He reaches across and pulls the first one from the ice. The tick in his cheek is trying to stay put but he doesn’t quite school it. He remembers this bottle. What he said about it and why I chose it. By the time he pours us each a glass, his beautiful crooked grin has spread across his face.
“I do believe you’re happy James Larrabee,” I say as we walk down the sidewalk after approximately two dozen oysters, two large bottles of beer, and at least two hours of the best conversation I’ve had in, well, years.
“Don’t tell anyone.” He tips his chin, trying to hide a shy smile away. “Are you?”
“Yeah. I think so.” I try not to let shock and awe at the fact slip in there. I mean, I was always happy if he was after all.

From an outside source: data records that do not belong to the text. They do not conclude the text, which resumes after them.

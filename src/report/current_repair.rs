//! The monthly current-repair report for one object.
//!
//! Lists the bills and checks of every spending group attached to the object
//! that fall within the requested month, with their items. Check item totals
//! include [CASH_EXPENSE_MARKUP].

use axum::{
    Json,
    extract::State,
};
use rusqlite::{Connection, OptionalExtension};
use serde::{Deserialize, Serialize};
use time::Date;

use crate::{
    Error,
    database_id::{BillId, CheckId, DatabaseId, LineItemId, ObjectId},
    db::lock_connection,
    extract::Query,
    line_item::{LineItem, LineItemKind, get_line_items},
    report::{ReportMonth, ReportState},
    validation::parse_filter_id,
};

/// Multiplier applied to the total of every check item.
pub const CASH_EXPENSE_MARKUP: f64 = 1.10;

/// Query parameters of the current-repair report.
#[derive(Debug, Default, Deserialize)]
pub struct CurrentRepairQuery {
    /// The object to report on.
    pub object_id: Option<String>,
    /// The month to report on, as `YYYY-MM`.
    pub month: Option<String>,
}

/// The object a report was generated for.
#[derive(Debug, Clone, PartialEq, Serialize)]
pub struct ReportObject {
    pub id: ObjectId,
    pub object_address: String,
}

/// One item line of a reported bill or check.
#[derive(Debug, Clone, PartialEq, Serialize)]
pub struct ReportItem {
    pub item_id: LineItemId,
    pub text: String,
    pub price: f64,
    pub quantity: f64,
    /// Price times quantity, with the cash markup for check items.
    pub total: f64,
}

/// A bill in the report.
#[derive(Debug, Clone, PartialEq, Serialize)]
pub struct ReportBill {
    pub bill_id: BillId,
    pub date: Date,
    pub text: String,
    pub items: Vec<ReportItem>,
    pub total: f64,
}

/// A check in the report.
#[derive(Debug, Clone, PartialEq, Serialize)]
pub struct ReportCheck {
    pub check_id: CheckId,
    pub date: Date,
    pub text: String,
    pub items: Vec<ReportItem>,
    pub total: f64,
}

/// The current-repair costs of an object for one month.
#[derive(Debug, Clone, PartialEq, Serialize)]
pub struct CurrentRepairReport {
    pub object: ReportObject,
    pub bills: Vec<ReportBill>,
    pub checks: Vec<ReportCheck>,
    pub bills_total: f64,
    pub checks_total: f64,
    pub total: f64,
}

/// Build the current-repair report for `?object_id=..&month=YYYY-MM`.
pub async fn current_repair_report_endpoint(
    State(state): State<ReportState>,
    Query(query): Query<CurrentRepairQuery>,
) -> Result<Json<CurrentRepairReport>, Error> {
    let object_id = parse_filter_id(query.object_id.as_deref());
    let month = query
        .month
        .as_deref()
        .map(str::trim)
        .filter(|month| !month.is_empty());

    let (Some(object_id), Some(month)) = (object_id, month) else {
        return Err(Error::MissingParameters);
    };

    let month = ReportMonth::parse(month).ok_or_else(|| {
        Error::Validation(vec!["month must be in YYYY-MM format".to_owned()])
    })?;

    let connection = lock_connection(&state.db_connection)?;

    build_current_repair_report(object_id, month, &connection).map(Json)
}

/// Collect the bills and checks of `object_id` dated within `month`.
///
/// # Errors
/// Returns [Error::NotFound] if the object does not exist.
pub fn build_current_repair_report(
    object_id: ObjectId,
    month: ReportMonth,
    connection: &Connection,
) -> Result<CurrentRepairReport, Error> {
    let object = connection
        .prepare("SELECT id, object_address FROM objects WHERE id = ?1;")?
        .query_row([object_id], |row| {
            Ok(ReportObject {
                id: row.get(0)?,
                object_address: row.get(1)?,
            })
        })
        .optional()?
        .ok_or(Error::NotFound("Object"))?;

    let bills = get_documents_in_month("bills", object_id, month, connection)?
        .into_iter()
        .map(|(bill_id, date, text)| {
            let items = get_report_items(LineItemKind::Bill, bill_id, connection)?;

            Ok(ReportBill {
                bill_id,
                date,
                text,
                total: sum_totals(&items),
                items,
            })
        })
        .collect::<Result<Vec<_>, Error>>()?;

    let checks = get_documents_in_month("checks", object_id, month, connection)?
        .into_iter()
        .map(|(check_id, date, text)| {
            let items = get_report_items(LineItemKind::Check, check_id, connection)?;

            Ok(ReportCheck {
                check_id,
                date,
                text,
                total: sum_totals(&items),
                items,
            })
        })
        .collect::<Result<Vec<_>, Error>>()?;

    let bills_total: f64 = bills.iter().map(|bill| bill.total).sum();
    let checks_total: f64 = checks.iter().map(|check| check.total).sum();

    Ok(CurrentRepairReport {
        object,
        bills,
        checks,
        bills_total,
        checks_total,
        total: bills_total + checks_total,
    })
}

/// `table` is either `bills` or `checks`, which share the columns used here.
fn get_documents_in_month(
    table: &str,
    object_id: ObjectId,
    month: ReportMonth,
    connection: &Connection,
) -> Result<Vec<(DatabaseId, Date, String)>, Error> {
    connection
        .prepare(&format!(
            "SELECT id, date, text FROM {table}
            WHERE spending_group_id IN (SELECT id FROM spending_groups WHERE object_id = ?1)
                AND date >= ?2 AND date < ?3
            ORDER BY date ASC, id ASC;"
        ))?
        .query_map(
            (object_id, month.first_day(), month.next_month_first_day()),
            |row| Ok((row.get(0)?, row.get(1)?, row.get(2)?)),
        )?
        .map(|maybe_row| maybe_row.map_err(Error::from))
        .collect()
}

fn get_report_items(
    kind: LineItemKind,
    parent_id: DatabaseId,
    connection: &Connection,
) -> Result<Vec<ReportItem>, Error> {
    let items = get_line_items(kind, parent_id, connection)?;

    Ok(items.into_iter().map(to_report_item).collect())
}

fn to_report_item(item: LineItem) -> ReportItem {
    let total = match item.kind {
        LineItemKind::Bill => item.total(),
        LineItemKind::Check => item.total() * CASH_EXPENSE_MARKUP,
    };

    ReportItem {
        item_id: item.id,
        text: item.text,
        price: item.price,
        quantity: item.quantity,
        total,
    }
}

fn sum_totals(items: &[ReportItem]) -> f64 {
    items.iter().map(|item| item.total).sum()
}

His knuckles brush the back of my hand, but he doesn’t reach for it. I want to, but the almost, the hairsbreadth away, is where we’ve always been. There’s an ease to the smallest distance between us.
A thrill too.
“I’ve had quite a few decent nights on the streets of Pyramid Peak.” James keeps an easy pace beside me as we meander toward my house.
“Yeah?”
“Yeah.” His eyes flit to my lips then away. He doesn’t mention the kiss out loud, but he doesn’t have to. No one ever has to. It plays on a loop and plays with my senses constantly.
His hand grazes mine again and despite the warm summer night, I shiver. He stops, and as if I’m tethered to him, I do too. His fingers still don’t find mine, instead they run the length of my spine, tracing the tracks of what he does to me. I close my eyes. When his hand cups my butt, I gasp. The soft part of my lips grazes the plump of his.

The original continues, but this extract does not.